**Assignment:** Lines with the word "transactions" are the ones wanted. Copy each of them from the entries below.

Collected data
//! Block feed replay
//!
//! A feed is JSON Lines, one block per line, in chain order. Each block is
//! `{ "number": n, "transactions": [ { "operations": [[name, body], …] } ] }`
//! plus whatever other fields the chain provides; the whole block object is
//! what programs see as `msg.block`.
//!
//! Replay resumes from the store's cursor. Blocks at or below the cursor are
//! skipped, a gap in block numbers is an error, and state is saved whenever
//! the block number is a multiple of the save interval and at end of feed.

use std::io::BufRead;

use serde::Serialize;
use serde_json::Value as Json;

use crate::config::{EngineConfig, ReplayConfig};
use crate::dispatcher::Dispatcher;
use crate::gate::Gate;
use crate::provisioning::Receipt;
use crate::registry::Registry;
use crate::store::StateStore;
use crate::value::Value;
use crate::{Error, Result};

/// Counters for one replay run
#[derive(Debug, Clone, Default, PartialEq, Eq, Serialize)]
pub struct ReplaySummary {
    pub blocks_applied: u64,
    pub blocks_skipped: u64,
    pub operations: u64,
    pub rejected: u64,
    pub created: u64,
    pub committed: u64,
    pub deprovisioned: u64,
    pub ignored: u64,
    /// Last block applied, after the run
    pub cursor: u64,
}

impl ReplaySummary {
    fn record(&mut self, receipt: &Receipt) {
        self.operations += 1;
        match receipt {
            Receipt::Created => self.created += 1,
            Receipt::Committed => self.committed += 1,
            Receipt::CreateFaulted(_) | Receipt::Deprovisioned(_) => self.deprovisioned += 1,
            Receipt::Duplicate | Receipt::NotAllowed | Receipt::Ignored => self.ignored += 1,
        }
    }
}

pub struct Replayer<S: StateStore> {
    dispatcher: Dispatcher,
    store: S,
    gate: Gate,
    save_interval: u64,
    next_block: u64,
}

impl<S: StateStore> Replayer<S> {
    /// Restore from `store`, or start empty at the configured start block
    pub fn open(engine: EngineConfig, replay: ReplayConfig, store: S) -> Result<Self> {
        let (registry, next_block) = match store.load()? {
            Some(snapshot) => {
                let (registry, cursor) = Registry::restore(snapshot);
                tracing::info!(cursor, dapps = registry.len(), "state restored");
                (registry, cursor + 1)
            }
            None => {
                tracing::info!(start_block = replay.start_block, "no saved state, starting fresh");
                (Registry::new(), replay.start_block)
            }
        };
        Ok(Replayer {
            dispatcher: Dispatcher::with_registry(engine, registry),
            store,
            gate: Gate::new(&replay.op_prefix),
            save_interval: replay.save_interval,
            next_block,
        })
    }

    pub fn dispatcher(&self) -> &Dispatcher {
        &self.dispatcher
    }

    /// Number of the last block applied
    pub fn cursor(&self) -> u64 {
        self.next_block.saturating_sub(1)
    }

    /// Replay every block in `feed` and save at the end
    pub fn replay<R: BufRead>(&mut self, feed: R) -> Result<ReplaySummary> {
        let mut summary = ReplaySummary::default();
        for (index, line) in feed.lines().enumerate() {
            let line = line?;
            if line.trim().is_empty() {
                continue;
            }
            let block: Json = serde_json::from_str(&line)
                .map_err(|e| Error::Feed(format!("line {}: {}", index + 1, e)))?;
            self.apply_block(&block, &mut summary)
                .map_err(|e| match e {
                    Error::Feed(msg) => Error::Feed(format!("line {}: {}", index + 1, msg)),
                    other => other,
                })?;
        }
        self.save()?;
        summary.cursor = self.cursor();
        tracing::info!(
            cursor = summary.cursor,
            applied = summary.blocks_applied,
            operations = summary.operations,
            "replay finished"
        );
        Ok(summary)
    }

    /// Apply one block if it is the next one expected
    pub fn apply_block(&mut self, block: &Json, summary: &mut ReplaySummary) -> Result<()> {
        let number = block
            .get("number")
            .and_then(Json::as_u64)
            .ok_or_else(|| Error::Feed("block has no numeric 'number'".into()))?;
        if number < self.next_block {
            summary.blocks_skipped += 1;
            return Ok(());
        }
        if number > self.next_block {
            return Err(Error::Feed(format!(
                "expected block {}, found block {}",
                self.next_block, number
            )));
        }

        let payload = Value::from_json(block);
        for (name, body) in operations(block) {
            match self.gate.admit(name, body) {
                Ok(Some(op)) => {
                    let id = op.id().to_string();
                    let receipt = self.dispatcher.apply(op, &payload, number);
                    tracing::debug!(block = number, dapp = %id, receipt = receipt.kind(), "operation applied");
                    summary.record(&receipt);
                }
                Ok(None) => {}
                Err(Error::Rejected { key, reason }) => {
                    tracing::warn!(block = number, key = %key, reason = %reason, "operation rejected");
                    summary.rejected += 1;
                }
                Err(other) => return Err(other),
            }
        }

        self.next_block = number + 1;
        summary.blocks_applied += 1;
        if self.save_interval > 0 && number % self.save_interval == 0 {
            self.save()?;
        }
        Ok(())
    }

    pub fn save(&self) -> Result<()> {
        let snapshot = self.dispatcher.registry().snapshot(self.cursor());
        self.store.save(&snapshot)?;
        tracing::info!(cursor = snapshot.cursor, "state saved");
        Ok(())
    }

    pub fn into_parts(self) -> (Dispatcher, S) {
        (self.dispatcher, self.store)
    }
}

/// `[name, body]` pairs of every operation in the block, in order
fn operations(block: &Json) -> impl Iterator<Item = (&str, &Json)> {
    block
        .get("transactions")
        .and_then(Json::as_array)
        .into_iter()
        .flatten()
        .filter_map(|tx| tx.get("operations").and_then(Json::as_array))
        .flatten()
        .filter_map(|op| match op.as_array().map(Vec::as_slice) {
            Some([name, body]) => name.as_str().map(|name| (name, body)),
            _ => None,
        })
}

#[cfg(test)]
mod tests {
    use super::*;
    use crate::store::MemoryStore;
    use serde_json::json;

    fn config(start_block: u64, save_interval: u64) -> ReplayConfig {
        ReplayConfig {
            start_block,
            save_interval,
            ..ReplayConfig::default()
        }
    }

    fn block(number: u64, ops: Vec<Json>) -> String {
        json!({
            "number": number,
            "witness": "w",
            "transactions": [{"operations": ops}]
        })
        .to_string()
    }

    fn create(id: &str, source: &str) -> Json {
        json!(["custom_json", {
            "id": "spire_dapp_create",
            "json": json!({"id": id, "source": source, "args": {}}).to_string(),
            "required_posting_auths": ["alice"]
        }])
    }

    fn transact(id: &str, func: &str) -> Json {
        json!(["custom_json", {
            "id": "spire_transact",
            "json": json!({"id": id, "func": func, "args": {}}).to_string(),
            "required_posting_auths": ["bob"]
        }])
    }

    #[test]
    fn test_operations_iterates_in_order() {
        let b: Json = serde_json::from_str(&block(1, vec![json!(["vote", {}]), json!("bad"), json!(["a", {"x": 1}])])).unwrap();
        let names: Vec<&str> = operations(&b).map(|(name, _)| name).collect();
        assert_eq!(names, vec!["vote", "a"]);
    }

    #[test]
    fn test_replay_applies_and_saves() {
        let feed = [
            block(5, vec![create("counter", "if (msg.type == 'init') return {n: 0}; storage.n += 1; return storage;")]),
            block(6, vec![transact("counter", "inc"), transact("counter", "inc")]),
            block(7, vec![json!(["vote", {"voter": "x"}])]),
        ]
        .join("\n");
        let mut replayer = Replayer::open(EngineConfig::default(), config(5, 100), MemoryStore::new()).unwrap();
        let summary = replayer.replay(feed.as_bytes()).unwrap();
        assert_eq!(summary.blocks_applied, 3);
        assert_eq!(summary.operations, 3);
        assert_eq!(summary.created, 1);
        assert_eq!(summary.committed, 2);
        assert_eq!(summary.cursor, 7);

        let (dispatcher, store) = replayer.into_parts();
        let saved = store.saved().unwrap();
        assert_eq!(saved.cursor, 7);
        assert_eq!(saved.dapps, dispatcher.registry().snapshot(7).dapps);
        assert_eq!(
            saved.dapps["counter"].storage,
            Value::from_json(&json!({"n": 2}))
        );
    }

    #[test]
    fn test_block_payload_visible_to_program() {
        let feed = block(3, vec![create("b", "return [msg.blockNumber, msg.block.witness, msg.sender];")]);
        let mut replayer = Replayer::open(EngineConfig::default(), config(3, 100), MemoryStore::new()).unwrap();
        replayer.replay(feed.as_bytes()).unwrap();
        assert_eq!(
            replayer.dispatcher().registry().lookup("b").unwrap().storage,
            Value::from_json(&json!([3, "w", "alice"]))
        );
    }

    #[test]
    fn test_periodic_save_on_interval() {
        let feed = [block(9, vec![]), block(10, vec![]), block(11, vec![])].join("\n");
        let store = MemoryStore::new();
        let mut replayer = Replayer::open(EngineConfig::default(), config(9, 5), store).unwrap();
        let mut summary = ReplaySummary::default();
        let mut lines = feed.lines();
        for _ in 0..2 {
            let b: Json = serde_json::from_str(lines.next().unwrap()).unwrap();
            replayer.apply_block(&b, &mut summary).unwrap();
        }
        let (_, store) = replayer.into_parts();
        assert_eq!(store.saved().map(|s| s.cursor), Some(10));
    }

    #[test]
    fn test_resume_skips_applied_blocks() {
        let store = MemoryStore::new();
        let first = [
            block(1, vec![create("c", "if (msg.type == 'init') return {n: 0}; storage.n += 1; return storage;")]),
            block(2, vec![transact("c", "inc")]),
        ]
        .join("\n");
        let mut replayer = Replayer::open(EngineConfig::default(), config(1, 100), store).unwrap();
        replayer.replay(first.as_bytes()).unwrap();
        let (_, store) = replayer.into_parts();

        let second = [
            block(1, vec![create("c", "return 'again';")]),
            block(2, vec![transact("c", "inc")]),
            block(3, vec![transact("c", "inc")]),
        ]
        .join("\n");
        let mut resumed = Replayer::open(EngineConfig::default(), config(1, 100), store).unwrap();
        assert_eq!(resumed.cursor(), 2);
        let summary = resumed.replay(second.as_bytes()).unwrap();
        assert_eq!(summary.blocks_skipped, 2);
        assert_eq!(summary.blocks_applied, 1);
        assert_eq!(
            resumed.dispatcher().registry().lookup("c").unwrap().storage,
            Value::from_json(&json!({"n": 2}))
        );
    }

    #[test]
    fn test_gap_is_an_error() {
        let feed = [block(1, vec![]), block(3, vec![])].join("\n");
        let mut replayer = Replayer::open(EngineConfig::default(), config(1, 100), MemoryStore::new()).unwrap();
        let err = replayer.replay(feed.as_bytes()).unwrap_err();
        assert!(matches!(err, Error::Feed(msg) if msg.contains("line 2")));
    }

    #[test]
    fn test_malformed_line_aborts() {
        let feed = format!("{}\nnot json\n", block(1, vec![]));
        let mut replayer = Replayer::open(EngineConfig::default(), config(1, 100), MemoryStore::new()).unwrap();
        assert!(matches!(replayer.replay(feed.as_bytes()), Err(Error::Feed(_))));
    }

    #[test]
    fn test_rejected_operations_are_counted() {
        let bad = json!(["custom_json", {
            "id": "spire_transact",
            "json": "{\"id\": \"UPPER\", \"func\": \"f\", \"args\": {}}",
            "required_posting_auths": ["bob"]
        }]);
        let mut replayer = Replayer::open(EngineConfig::default(), config(1, 100), MemoryStore::new()).unwrap();
        let summary = replayer.replay(block(1, vec![bad]).as_bytes()).unwrap();
        assert_eq!(summary.rejected, 1);
        assert_eq!(summary.operations, 0);
    }
}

**Task output:**
//! `{ "number": n, "transactions": [ { "operations": [[name, body], …] } ] }`
        .get("transactions")
            "transactions": [{"operations": ops}]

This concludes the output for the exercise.